_Your assignment_: Only one stretch of the data below is wanted: the lines starting at the one with "state.highlight_count()" and ending at the one with "let file = rfd::FileDialog::new()", both included, given again exactly.

==== Dataset records ====

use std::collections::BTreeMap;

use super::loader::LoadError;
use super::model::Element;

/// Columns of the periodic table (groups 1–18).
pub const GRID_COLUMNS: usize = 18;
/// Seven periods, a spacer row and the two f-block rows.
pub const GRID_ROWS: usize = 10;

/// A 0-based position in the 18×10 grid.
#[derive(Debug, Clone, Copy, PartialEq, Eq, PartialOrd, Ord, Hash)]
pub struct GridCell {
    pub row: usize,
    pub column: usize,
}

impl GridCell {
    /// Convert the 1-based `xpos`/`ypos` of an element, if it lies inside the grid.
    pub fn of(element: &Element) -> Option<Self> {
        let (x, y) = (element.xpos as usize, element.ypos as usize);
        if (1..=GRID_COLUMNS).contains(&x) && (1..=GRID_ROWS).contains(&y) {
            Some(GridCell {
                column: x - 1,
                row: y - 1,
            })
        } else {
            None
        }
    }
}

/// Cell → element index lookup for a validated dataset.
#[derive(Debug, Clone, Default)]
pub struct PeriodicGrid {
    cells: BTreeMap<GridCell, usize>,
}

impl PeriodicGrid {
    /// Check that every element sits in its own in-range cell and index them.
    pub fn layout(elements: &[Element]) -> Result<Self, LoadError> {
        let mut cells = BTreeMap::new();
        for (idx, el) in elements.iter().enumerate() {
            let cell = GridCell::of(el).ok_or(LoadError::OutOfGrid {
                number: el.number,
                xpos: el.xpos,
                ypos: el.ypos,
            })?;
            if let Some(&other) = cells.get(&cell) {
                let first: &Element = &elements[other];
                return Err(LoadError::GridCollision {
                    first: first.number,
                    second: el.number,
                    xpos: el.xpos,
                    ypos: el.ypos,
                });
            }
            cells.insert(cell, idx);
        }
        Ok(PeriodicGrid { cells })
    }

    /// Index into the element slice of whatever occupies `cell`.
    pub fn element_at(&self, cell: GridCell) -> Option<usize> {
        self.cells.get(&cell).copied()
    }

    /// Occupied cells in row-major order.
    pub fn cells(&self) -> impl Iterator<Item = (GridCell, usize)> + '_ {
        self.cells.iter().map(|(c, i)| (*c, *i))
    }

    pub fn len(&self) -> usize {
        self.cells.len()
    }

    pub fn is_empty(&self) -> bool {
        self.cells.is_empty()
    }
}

====
==== Dataset records ====

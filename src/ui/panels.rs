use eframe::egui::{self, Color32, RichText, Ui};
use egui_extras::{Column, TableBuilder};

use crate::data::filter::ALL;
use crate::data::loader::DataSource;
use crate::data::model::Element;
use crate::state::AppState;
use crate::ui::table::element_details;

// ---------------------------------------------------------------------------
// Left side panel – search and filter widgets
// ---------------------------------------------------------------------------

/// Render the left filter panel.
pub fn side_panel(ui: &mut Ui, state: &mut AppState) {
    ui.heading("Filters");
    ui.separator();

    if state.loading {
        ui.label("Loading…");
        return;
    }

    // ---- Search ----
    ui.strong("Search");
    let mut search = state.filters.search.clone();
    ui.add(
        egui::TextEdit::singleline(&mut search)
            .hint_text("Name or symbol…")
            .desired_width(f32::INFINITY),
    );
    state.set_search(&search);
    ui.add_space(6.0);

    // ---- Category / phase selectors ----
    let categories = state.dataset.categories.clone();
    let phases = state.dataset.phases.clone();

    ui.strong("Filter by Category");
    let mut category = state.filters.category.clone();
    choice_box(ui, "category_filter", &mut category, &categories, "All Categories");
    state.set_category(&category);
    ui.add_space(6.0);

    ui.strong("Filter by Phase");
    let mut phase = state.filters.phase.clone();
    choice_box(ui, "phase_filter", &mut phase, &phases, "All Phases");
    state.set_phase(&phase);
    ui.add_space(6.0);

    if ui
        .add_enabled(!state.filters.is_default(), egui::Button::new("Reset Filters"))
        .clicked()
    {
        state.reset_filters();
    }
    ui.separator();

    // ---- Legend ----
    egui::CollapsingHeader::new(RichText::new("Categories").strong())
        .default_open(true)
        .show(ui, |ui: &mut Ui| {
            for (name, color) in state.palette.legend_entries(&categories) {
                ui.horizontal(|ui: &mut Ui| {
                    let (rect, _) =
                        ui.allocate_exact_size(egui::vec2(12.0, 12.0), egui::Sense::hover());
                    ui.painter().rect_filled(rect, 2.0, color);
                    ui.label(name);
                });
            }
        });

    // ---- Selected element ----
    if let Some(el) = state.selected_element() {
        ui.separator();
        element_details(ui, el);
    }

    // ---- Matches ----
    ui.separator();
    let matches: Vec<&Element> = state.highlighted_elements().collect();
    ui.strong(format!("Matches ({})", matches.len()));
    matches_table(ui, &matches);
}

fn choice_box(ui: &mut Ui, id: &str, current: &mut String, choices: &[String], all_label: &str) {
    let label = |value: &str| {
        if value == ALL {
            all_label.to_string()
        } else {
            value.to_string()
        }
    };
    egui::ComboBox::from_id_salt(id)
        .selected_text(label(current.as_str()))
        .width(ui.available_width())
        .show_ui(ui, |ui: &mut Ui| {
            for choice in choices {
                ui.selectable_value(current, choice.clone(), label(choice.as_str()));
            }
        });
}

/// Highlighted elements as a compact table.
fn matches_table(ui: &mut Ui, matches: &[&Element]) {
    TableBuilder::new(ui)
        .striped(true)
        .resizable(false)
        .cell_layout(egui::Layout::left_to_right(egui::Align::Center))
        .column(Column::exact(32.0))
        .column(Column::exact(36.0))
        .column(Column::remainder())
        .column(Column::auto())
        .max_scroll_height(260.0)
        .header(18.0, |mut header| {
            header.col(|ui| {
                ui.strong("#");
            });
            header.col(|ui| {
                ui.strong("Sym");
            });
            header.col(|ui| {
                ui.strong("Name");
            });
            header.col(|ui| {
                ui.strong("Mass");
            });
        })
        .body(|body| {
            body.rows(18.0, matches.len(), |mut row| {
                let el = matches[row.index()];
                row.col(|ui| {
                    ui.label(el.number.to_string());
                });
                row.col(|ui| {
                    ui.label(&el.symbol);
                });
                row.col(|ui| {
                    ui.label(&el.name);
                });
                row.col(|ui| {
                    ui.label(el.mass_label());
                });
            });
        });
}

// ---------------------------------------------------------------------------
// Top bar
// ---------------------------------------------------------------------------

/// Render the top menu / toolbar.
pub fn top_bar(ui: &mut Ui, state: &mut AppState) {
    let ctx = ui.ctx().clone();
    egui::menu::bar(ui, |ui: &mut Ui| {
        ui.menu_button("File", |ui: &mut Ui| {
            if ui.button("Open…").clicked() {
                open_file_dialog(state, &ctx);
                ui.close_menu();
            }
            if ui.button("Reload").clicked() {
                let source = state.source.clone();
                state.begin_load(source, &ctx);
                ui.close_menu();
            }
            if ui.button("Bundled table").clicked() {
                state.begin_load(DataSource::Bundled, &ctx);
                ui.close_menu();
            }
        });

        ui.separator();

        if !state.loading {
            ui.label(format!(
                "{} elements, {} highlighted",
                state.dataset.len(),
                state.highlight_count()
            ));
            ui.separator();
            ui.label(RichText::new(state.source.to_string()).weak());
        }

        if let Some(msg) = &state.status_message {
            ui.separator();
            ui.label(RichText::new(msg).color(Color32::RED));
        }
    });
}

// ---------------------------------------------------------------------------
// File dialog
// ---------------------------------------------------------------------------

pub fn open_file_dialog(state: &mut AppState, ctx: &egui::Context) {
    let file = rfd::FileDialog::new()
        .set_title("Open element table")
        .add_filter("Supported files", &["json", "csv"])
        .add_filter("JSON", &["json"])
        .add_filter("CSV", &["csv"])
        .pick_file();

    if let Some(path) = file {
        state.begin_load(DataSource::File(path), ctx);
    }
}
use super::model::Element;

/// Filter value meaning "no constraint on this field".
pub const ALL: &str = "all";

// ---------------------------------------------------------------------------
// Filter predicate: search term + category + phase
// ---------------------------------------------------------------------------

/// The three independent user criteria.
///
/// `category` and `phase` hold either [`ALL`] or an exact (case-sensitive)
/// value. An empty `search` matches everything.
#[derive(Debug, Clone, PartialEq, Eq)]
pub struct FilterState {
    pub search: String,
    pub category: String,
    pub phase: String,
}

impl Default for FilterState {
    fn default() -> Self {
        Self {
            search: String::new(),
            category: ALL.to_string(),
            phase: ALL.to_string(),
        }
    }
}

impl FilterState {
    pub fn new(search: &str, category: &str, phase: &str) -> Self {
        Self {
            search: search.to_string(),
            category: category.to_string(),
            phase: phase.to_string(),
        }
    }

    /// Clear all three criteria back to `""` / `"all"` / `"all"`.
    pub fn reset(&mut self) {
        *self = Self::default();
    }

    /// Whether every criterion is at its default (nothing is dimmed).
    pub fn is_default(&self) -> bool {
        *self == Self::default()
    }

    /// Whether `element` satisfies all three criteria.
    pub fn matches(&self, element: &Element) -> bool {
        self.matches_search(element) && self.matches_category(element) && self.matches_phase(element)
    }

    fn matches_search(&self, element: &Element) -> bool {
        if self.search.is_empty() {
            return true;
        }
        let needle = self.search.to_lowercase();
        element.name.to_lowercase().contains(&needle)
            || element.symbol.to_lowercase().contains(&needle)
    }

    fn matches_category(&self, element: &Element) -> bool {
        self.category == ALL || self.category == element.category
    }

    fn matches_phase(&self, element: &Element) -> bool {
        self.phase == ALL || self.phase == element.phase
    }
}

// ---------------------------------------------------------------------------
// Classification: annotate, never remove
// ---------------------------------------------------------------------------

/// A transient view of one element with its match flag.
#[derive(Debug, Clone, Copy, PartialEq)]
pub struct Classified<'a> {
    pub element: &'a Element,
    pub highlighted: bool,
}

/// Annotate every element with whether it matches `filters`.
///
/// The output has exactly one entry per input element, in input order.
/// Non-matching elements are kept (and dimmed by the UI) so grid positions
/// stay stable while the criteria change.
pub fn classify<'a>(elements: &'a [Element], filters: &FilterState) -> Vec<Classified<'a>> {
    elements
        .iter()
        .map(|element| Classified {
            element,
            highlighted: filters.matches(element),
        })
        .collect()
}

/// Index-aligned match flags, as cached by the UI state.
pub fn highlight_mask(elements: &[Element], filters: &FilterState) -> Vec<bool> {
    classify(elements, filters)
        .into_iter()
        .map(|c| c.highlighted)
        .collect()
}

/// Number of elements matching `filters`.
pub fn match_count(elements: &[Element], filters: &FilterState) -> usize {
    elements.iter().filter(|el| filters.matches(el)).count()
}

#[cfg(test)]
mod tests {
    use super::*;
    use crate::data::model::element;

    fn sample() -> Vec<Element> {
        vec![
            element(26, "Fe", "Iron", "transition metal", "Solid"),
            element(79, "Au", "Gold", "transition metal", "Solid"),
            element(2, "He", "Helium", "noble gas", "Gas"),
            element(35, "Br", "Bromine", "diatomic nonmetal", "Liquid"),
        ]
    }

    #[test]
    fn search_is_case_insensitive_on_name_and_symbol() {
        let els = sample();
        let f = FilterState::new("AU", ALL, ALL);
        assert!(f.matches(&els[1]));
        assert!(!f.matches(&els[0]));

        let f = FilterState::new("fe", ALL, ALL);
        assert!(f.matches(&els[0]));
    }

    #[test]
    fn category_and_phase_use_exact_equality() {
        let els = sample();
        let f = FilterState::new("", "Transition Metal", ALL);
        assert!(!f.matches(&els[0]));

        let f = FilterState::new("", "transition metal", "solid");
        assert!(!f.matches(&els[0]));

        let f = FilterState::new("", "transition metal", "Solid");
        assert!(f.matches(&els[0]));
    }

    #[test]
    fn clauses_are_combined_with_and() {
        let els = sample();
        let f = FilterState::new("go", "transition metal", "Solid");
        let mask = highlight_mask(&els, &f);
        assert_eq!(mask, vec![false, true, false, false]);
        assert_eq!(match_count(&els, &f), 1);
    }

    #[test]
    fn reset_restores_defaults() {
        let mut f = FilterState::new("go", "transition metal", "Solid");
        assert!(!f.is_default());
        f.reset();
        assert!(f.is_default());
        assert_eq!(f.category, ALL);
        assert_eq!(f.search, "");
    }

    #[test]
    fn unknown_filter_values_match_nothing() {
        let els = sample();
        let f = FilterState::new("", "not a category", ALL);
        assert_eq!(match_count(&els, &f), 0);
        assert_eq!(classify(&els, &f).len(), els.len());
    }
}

====

_Answer section_:
                state.highlight_count()
            ));
            ui.separator();
            ui.label(RichText::new(state.source.to_string()).weak());
        }

        if let Some(msg) = &state.status_message {
            ui.separator();
            ui.label(RichText::new(msg).color(Color32::RED));
        }
    });
}

// ---------------------------------------------------------------------------
// File dialog
// ---------------------------------------------------------------------------

pub fn open_file_dialog(state: &mut AppState, ctx: &egui::Context) {
    let file = rfd::FileDialog::new()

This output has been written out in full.